Соответственным было отношение к Фонду. У Ельцина и его окружения был какой-то панический страх перед тем, что наше учреждение может стать если не оппозиционной партией, то своего рода якобинским клубом, под крышей которого будут собираться все недовольные. Компартию в тот момент загнали в полуподполье. Других сил, не согласных с режимом, еще не сложилось, старательно гасились вероятные очаги их возникновения. Странное и страшное было это время. Вынырнувшие из небытия, не отличавшиеся особыми дарованиями эмэнэсы, оказались в положении хозяев богатейшей страны мира и кинулись жадно расхватывать собственность и власть. Наряду с исполнением установки "давить Горбачева" политически, как можно и как нельзя, они алчно присматривались и к зданию, которое Ельцин, расщедрившись по случаю вступления на престол, закрепил своим указом за Фондом Горбачева.

Первые "пасы", впрочем, делались еще в мою бытность президентом Фонда. Где-то в октябре или ноябре 91-го года, когда ельцинисты уже входили во владение Москвой, назначенный благодаря покровительству Попова префектом Центрального округа Музыкантский явился ко мне с предложением отдать его управе одно из зданий Фонда и поделиться остальными.

- А почему мы должны с вами делиться? - поинтересовался я.

- Потому что, - ответил он без смущения, - у вас раньше или позже отберут все здания.

- На каком основании?

- Очень просто. В районе не хватает школ. Мы приведем сюда матерей будущих учеников, покажем эти великолепные помещения, и они устроят такую бучу, что вы сами поторопитесь унести отсюда ноги.

Не ручаюсь за точность выражений, я их не записывал, но запомнилось, что разговор был очень жесткий. Получив от ворот поворот, этот доблестный представитель демократического племени, кстати, досидевший до сего времени в кресле префекта, не оставил попыток выгнать Горбачева и его Фонд на улицу. Конечно, не он один. Очевидно, эта задача в числе других "реформ" была сформулирована в администрации российского президента и начала методически осуществляться. Похоже, буквально на другой день после подписания упомянутого указа Борис Николаевич проснулся недовольный собой (с какой стати было дарить Михаилу Сергеевичу архитектурный шедевр!) и загорелся мыслью, как отобрать свой дар назад. А может быть, к нему явились соратники и попеняли на неоправданную щедрость. Когда-нибудь узнаем детали. Все тайное становится явным.
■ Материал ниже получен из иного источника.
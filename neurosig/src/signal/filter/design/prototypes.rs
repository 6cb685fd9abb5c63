//! Analog lowpass prototypes with a cutoff of 1 rad/s.

use super::ZpkFormatFilter;
use crate::linalg::polyroots;
use alloc::{format, vec::Vec};
use core::f64::consts::PI;
use nalgebra::Complex;
use neurosig_core::{Error, Result};

/// Butterworth analog prototype of order `n`.
///
/// No zeros, unit gain and `n` poles evenly spaced on the left half of the unit circle,
/// `-exp(jπm/2n)` for `m = -n+1, -n+3, ..., n-1`.
pub fn buttap(n: usize) -> Result<ZpkFormatFilter<f64>> {
    if n == 0 {
        return Err(Error::invalid_arg("order", "must be >= 1, got 0"));
    }
    let n_f = n as f64;
    let p = (0..n)
        .map(|i| {
            let m = -(n_f - 1.) + 2. * i as f64;
            -Complex::from_polar(1., PI * m / (2. * n_f))
        })
        .collect();
    Ok(ZpkFormatFilter::new(Vec::new(), p, 1.))
}

/// Bessel/Thomson analog prototype of order `n`, phase normalised.
///
/// The poles are the roots of the reverse Bessel polynomial scaled so that the phase
/// response reaches its midpoint at 1 rad/s. Gain is unity.
pub fn besselap(n: usize) -> Result<ZpkFormatFilter<f64>> {
    if n == 0 {
        return Err(Error::invalid_arg("order", "must be >= 1, got 0"));
    }
    let coeffs = reverse_bessel_coeffs(n);
    let a0 = coeffs[n];
    if !a0.is_finite() {
        return Err(Error::invalid_arg(
            "order",
            format!("Bessel polynomial of order {n} overflows"),
        ));
    }
    let scale = a0.powf(-1. / n as f64);
    let p = polyroots(&coeffs)?
        .into_iter()
        .map(|r| r * scale)
        .collect::<Vec<_>>();
    if p.len() != n {
        return Err(Error::design_failure(format!(
            "expected {n} Bessel poles, found {}",
            p.len()
        )));
    }
    Ok(ZpkFormatFilter::new(Vec::new(), p, 1.))
}

/// Coefficients of `θ_n(s)`, highest power first.
///
/// `a_k = (2n - k)! / (2^(n-k) k! (n-k)!)` for the `s^k` term.
fn reverse_bessel_coeffs(n: usize) -> Vec<f64> {
    let mut coeffs = Vec::with_capacity(n + 1);
    // a_n = 1, then a_{k-1} = a_k * (2n - k + 1) k / (2 (n - k + 1))
    let mut a = 1.0f64;
    coeffs.push(a);
    for k in (1..=n).rev() {
        a = a * ((2 * n - k + 1) * k) as f64 / (2 * (n - k + 1)) as f64;
        coeffs.push(a);
    }
    coeffs
}

#[cfg(test)]
mod tests {
    use super::*;
    use approx::assert_relative_eq;

    fn sorted(mut p: Vec<Complex<f64>>) -> Vec<Complex<f64>> {
        p.sort_by(|a, b| a.im.total_cmp(&b.im));
        p
    }

    #[test]
    fn butterworth_poles_lie_on_unit_circle() {
        let zpk = buttap(4).unwrap();
        assert!(zpk.z.is_empty());
        assert_eq!(zpk.k, 1.);
        assert_eq!(zpk.p.len(), 4);
        for p in &zpk.p {
            assert_relative_eq!(p.norm(), 1., epsilon = 1e-12);
            assert!(p.re < 0.);
        }
    }

    #[test]
    fn butterworth_second_order() {
        let p = sorted(buttap(2).unwrap().p);
        let h = core::f64::consts::FRAC_1_SQRT_2;
        assert_relative_eq!(p[0].re, -h, epsilon = 1e-12);
        assert_relative_eq!(p[0].im, -h, epsilon = 1e-12);
        assert_relative_eq!(p[1].re, -h, epsilon = 1e-12);
        assert_relative_eq!(p[1].im, h, epsilon = 1e-12);
    }

    #[test]
    fn reverse_bessel_polynomials() {
        assert_eq!(reverse_bessel_coeffs(1), vec![1., 1.]);
        assert_eq!(reverse_bessel_coeffs(2), vec![1., 3., 3.]);
        assert_eq!(reverse_bessel_coeffs(3), vec![1., 6., 15., 15.]);
        assert_eq!(reverse_bessel_coeffs(4), vec![1., 10., 45., 105., 105.]);
    }

    #[test]
    fn bessel_phase_normalised_poles() {
        let p = sorted(besselap(2).unwrap().p);
        let half_sqrt3 = 3f64.sqrt() / 2.;
        assert_relative_eq!(p[0].re, -half_sqrt3, epsilon = 1e-10);
        assert_relative_eq!(p[0].im, -0.5, epsilon = 1e-10);
        assert_relative_eq!(p[1].re, -half_sqrt3, epsilon = 1e-10);
        assert_relative_eq!(p[1].im, 0.5, epsilon = 1e-10);

        let p1 = besselap(1).unwrap().p;
        assert_relative_eq!(p1[0].re, -1., epsilon = 1e-12);
    }

    #[test]
    fn bessel_poles_are_stable() {
        for n in 1..=10 {
            let zpk = besselap(n).unwrap();
            assert_eq!(zpk.p.len(), n);
            assert!(zpk.p.iter().all(|p| p.re < 0.));
        }
    }

    #[test]
    fn zero_order_is_rejected() {
        assert!(buttap(0).unwrap_err().is_validation());
        assert!(besselap(0).unwrap_err().is_validation());
    }
}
Поначалу "горбачевская" твердыня была подвергнута систематической осаде. Фонд не успел еще зарегистрировать свой новый устав, как его стали терзать всевозможными проверками в поисках так называемых денег партии. Никаких сокровищ не нашли, но почти все, что "по наследству" перешло от Института общественных наук Фонду, конфисковали, вынудив Горбачева провести первое крупное сокращение штатов. Однако у нас оставалась еще гостиница, доход от которой, хотя и не слишком большой, позволял как-то существовать. В полном соответствии с классическими правилами осады, предписывающими морить осажденных жаждой и голодом, было решено лишить нас этого источника доходов. У Фонда отобрали гостиницу, а затем, решив, что гарнизон достаточно ослаблен, пошли на штурм.

8 октября 1992 года, отправившись, как всегда, утром на работу, я был удивлен тем, что уже в туннеле на выходе из станции метро "Аэропорт" скопилось необычное количество людей, причем не разрозненных, а явно организованных. Они переговаривались между собой, возбужденно жестикулируя, явно готовились к каким-то действиям. Перед самим зданием Фонда также собралась толпа в несколько сот человек. Дом был оцеплен. Стоявшие у дверей милиционеры не пропускали никого внутрь. Потолкавшись несколько минут, я увидел в сторонке наших машинисток. Напуганные происходящим, они рассказали, что, придя на работу, застали "пикет", а милиция, видимо извещенная заранее, взяла здание под охрану. К нам подошел Георгий Остроумов, и уже с его слов я узнал, что организованную часть пикетчиков составляют рабочие какого-то ленинградского завода, прибывшие в Москву утренним поездом; к ним присоединились местные зеваки и бомжи, каких всегда в достатке вокруг станций метро. Среди демонстрантов было несколько женщин, переминавшихся с ноги на ногу, явно не ведающих, что делать дальше. Мужики, изрядно подогретые, галдели, время от времени выкрикивая невнятные лозунги и грозя расправиться с врагами трудового народа.

Остроумов сообщил, что Горбачев "в курсе", поставлены в известность по телефону и вице-президенты - Яковлев и Ревенко. Оба не изъявили готовности броситься на выручку, пообещав "выяснить, в чем дело". Нам с Остроумовым пришлось, что называется, ложиться на амбразуру. Пораспросив пикетчиков, нашли вожака - им оказался высокий, худощавый парень лет двадцати пяти с открытым симпатичным русским лицом. Я обратился к нему с вопросом, чего они добиваются, подняв эту шумиху. В ответ услышал нечто вроде "прижать вашу кодлу к ногтю". Столпившиеся вокруг нас демонстранты поддержали его одобрительными возгласами, раздались угрозы "намять бока этим сволочам". Почувствовав, что без драматических жестов не обойтись, я сказал:

- А ну-ка перестаньте орать и не пугайте, не на тех напали! Вас, ребята, еще на свете не было, когда я воевал с фашистами, и я вам не какой-то лавочник, к которому вы пришли качать права, а член-корреспондент Российской академии наук. Будете буянить, вызовем милицию.

- Милиция с нами! - выкрикнул кто-то.

- Не думаю. Разберутся, что к чему, вас же и призовут к ответу за нарушение общественного порядка, - сказал я, не слишком веря в тот момент в такую благостную перспективу. Но твердый тон подействовал, встретив отпор, революционный пыл поугас, толпа начала редеть.